*What the exercise asks*. Answer with a number only, stating how many lines of the records hold the word "AddressSchema".

(Beginning of Data to process)

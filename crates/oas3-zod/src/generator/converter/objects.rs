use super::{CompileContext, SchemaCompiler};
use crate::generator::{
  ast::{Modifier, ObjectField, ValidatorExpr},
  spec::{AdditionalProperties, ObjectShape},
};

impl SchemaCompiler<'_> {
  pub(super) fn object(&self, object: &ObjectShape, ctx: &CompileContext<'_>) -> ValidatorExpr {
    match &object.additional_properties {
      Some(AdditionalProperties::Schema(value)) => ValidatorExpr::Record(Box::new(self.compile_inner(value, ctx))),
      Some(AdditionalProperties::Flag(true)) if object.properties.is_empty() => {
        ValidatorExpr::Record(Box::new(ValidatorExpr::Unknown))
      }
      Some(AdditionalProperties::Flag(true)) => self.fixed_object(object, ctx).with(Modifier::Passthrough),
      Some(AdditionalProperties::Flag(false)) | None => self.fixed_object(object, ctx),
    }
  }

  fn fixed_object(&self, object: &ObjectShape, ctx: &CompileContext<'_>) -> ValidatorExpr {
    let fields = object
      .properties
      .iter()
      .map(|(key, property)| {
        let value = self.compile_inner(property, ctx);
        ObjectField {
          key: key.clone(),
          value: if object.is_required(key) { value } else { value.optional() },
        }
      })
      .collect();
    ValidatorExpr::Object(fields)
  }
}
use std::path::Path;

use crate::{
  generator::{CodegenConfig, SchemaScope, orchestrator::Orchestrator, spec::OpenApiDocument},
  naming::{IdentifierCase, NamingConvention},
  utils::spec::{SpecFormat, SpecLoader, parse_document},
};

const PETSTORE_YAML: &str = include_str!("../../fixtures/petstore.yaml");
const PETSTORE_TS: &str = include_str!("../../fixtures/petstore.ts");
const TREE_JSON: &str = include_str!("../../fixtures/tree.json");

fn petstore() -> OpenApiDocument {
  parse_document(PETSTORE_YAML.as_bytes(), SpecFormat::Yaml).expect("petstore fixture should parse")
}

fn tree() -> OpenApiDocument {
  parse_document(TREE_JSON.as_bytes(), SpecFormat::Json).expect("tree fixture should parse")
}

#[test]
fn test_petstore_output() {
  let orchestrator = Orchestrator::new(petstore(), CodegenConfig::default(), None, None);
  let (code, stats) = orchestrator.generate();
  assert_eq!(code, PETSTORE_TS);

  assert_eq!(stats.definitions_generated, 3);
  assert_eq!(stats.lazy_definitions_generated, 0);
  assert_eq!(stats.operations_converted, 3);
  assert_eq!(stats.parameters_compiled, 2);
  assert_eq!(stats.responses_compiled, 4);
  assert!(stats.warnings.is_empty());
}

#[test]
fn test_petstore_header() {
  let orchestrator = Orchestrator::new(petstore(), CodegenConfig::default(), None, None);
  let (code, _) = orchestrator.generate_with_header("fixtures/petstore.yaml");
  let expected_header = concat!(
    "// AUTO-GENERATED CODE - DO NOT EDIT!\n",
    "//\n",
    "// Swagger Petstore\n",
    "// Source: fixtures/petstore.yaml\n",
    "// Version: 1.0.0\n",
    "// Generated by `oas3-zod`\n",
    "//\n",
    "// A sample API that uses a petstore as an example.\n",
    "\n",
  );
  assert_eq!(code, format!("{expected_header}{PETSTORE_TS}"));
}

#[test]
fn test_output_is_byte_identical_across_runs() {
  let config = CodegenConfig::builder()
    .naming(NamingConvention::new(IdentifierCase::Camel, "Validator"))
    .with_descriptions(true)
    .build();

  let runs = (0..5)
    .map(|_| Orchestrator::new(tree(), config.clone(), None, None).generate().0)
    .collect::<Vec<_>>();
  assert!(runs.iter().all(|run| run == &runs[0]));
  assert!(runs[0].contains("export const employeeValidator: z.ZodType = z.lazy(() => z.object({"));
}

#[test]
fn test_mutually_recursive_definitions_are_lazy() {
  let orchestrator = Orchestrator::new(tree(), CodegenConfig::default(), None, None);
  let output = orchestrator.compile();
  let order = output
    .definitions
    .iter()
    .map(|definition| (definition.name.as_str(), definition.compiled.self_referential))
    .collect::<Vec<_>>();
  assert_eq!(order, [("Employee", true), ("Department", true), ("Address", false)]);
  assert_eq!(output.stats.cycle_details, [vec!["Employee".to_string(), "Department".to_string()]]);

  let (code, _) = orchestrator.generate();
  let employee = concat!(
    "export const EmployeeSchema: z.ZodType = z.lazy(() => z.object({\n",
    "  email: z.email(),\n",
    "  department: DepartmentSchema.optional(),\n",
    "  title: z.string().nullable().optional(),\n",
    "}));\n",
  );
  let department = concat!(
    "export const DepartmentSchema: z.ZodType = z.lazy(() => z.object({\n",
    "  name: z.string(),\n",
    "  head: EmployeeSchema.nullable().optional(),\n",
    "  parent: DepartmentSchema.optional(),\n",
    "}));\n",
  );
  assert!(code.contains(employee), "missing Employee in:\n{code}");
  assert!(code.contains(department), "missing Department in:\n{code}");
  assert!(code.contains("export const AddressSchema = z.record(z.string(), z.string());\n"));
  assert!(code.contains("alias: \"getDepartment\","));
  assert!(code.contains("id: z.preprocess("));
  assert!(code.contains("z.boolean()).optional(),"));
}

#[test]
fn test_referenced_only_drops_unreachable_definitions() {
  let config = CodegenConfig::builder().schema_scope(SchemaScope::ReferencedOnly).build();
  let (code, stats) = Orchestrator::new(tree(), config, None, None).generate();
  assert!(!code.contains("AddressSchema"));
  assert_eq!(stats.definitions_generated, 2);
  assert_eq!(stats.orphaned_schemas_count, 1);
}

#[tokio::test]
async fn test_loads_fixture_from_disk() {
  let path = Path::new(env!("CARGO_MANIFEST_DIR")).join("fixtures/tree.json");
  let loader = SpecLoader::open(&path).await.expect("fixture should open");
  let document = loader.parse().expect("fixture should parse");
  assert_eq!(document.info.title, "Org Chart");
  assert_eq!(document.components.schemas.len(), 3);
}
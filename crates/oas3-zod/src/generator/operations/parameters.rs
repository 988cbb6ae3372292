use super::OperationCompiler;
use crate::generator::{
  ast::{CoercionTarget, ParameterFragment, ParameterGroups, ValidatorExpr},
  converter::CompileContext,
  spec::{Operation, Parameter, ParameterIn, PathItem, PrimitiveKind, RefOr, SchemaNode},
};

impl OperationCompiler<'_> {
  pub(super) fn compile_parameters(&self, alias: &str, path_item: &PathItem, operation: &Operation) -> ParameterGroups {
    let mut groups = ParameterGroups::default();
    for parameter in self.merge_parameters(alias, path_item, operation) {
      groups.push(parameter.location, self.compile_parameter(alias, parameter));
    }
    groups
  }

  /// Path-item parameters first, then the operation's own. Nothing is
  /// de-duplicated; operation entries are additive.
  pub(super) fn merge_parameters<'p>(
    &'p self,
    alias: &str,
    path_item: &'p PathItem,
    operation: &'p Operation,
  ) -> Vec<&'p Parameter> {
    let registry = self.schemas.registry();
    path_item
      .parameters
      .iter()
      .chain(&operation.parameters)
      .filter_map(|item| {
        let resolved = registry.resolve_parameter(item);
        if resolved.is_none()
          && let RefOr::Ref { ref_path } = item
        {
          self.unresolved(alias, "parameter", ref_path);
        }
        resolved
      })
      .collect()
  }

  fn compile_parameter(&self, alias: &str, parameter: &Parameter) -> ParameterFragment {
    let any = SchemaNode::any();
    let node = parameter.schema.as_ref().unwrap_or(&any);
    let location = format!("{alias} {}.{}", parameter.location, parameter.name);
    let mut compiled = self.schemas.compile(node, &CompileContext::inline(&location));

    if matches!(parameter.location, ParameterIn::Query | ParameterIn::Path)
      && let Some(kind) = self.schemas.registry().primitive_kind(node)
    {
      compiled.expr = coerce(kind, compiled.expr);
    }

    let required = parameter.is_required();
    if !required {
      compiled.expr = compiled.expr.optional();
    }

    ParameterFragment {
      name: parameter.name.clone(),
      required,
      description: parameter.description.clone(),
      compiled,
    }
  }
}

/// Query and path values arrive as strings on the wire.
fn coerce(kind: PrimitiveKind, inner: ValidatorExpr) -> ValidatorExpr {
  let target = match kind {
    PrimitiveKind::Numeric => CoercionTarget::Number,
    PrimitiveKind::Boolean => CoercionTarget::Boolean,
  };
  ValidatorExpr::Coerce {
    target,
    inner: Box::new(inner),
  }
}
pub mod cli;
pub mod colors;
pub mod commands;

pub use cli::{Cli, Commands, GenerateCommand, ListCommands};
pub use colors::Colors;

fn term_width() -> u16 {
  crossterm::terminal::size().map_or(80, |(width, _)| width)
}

(End of Data to process)

*Completed task*. 2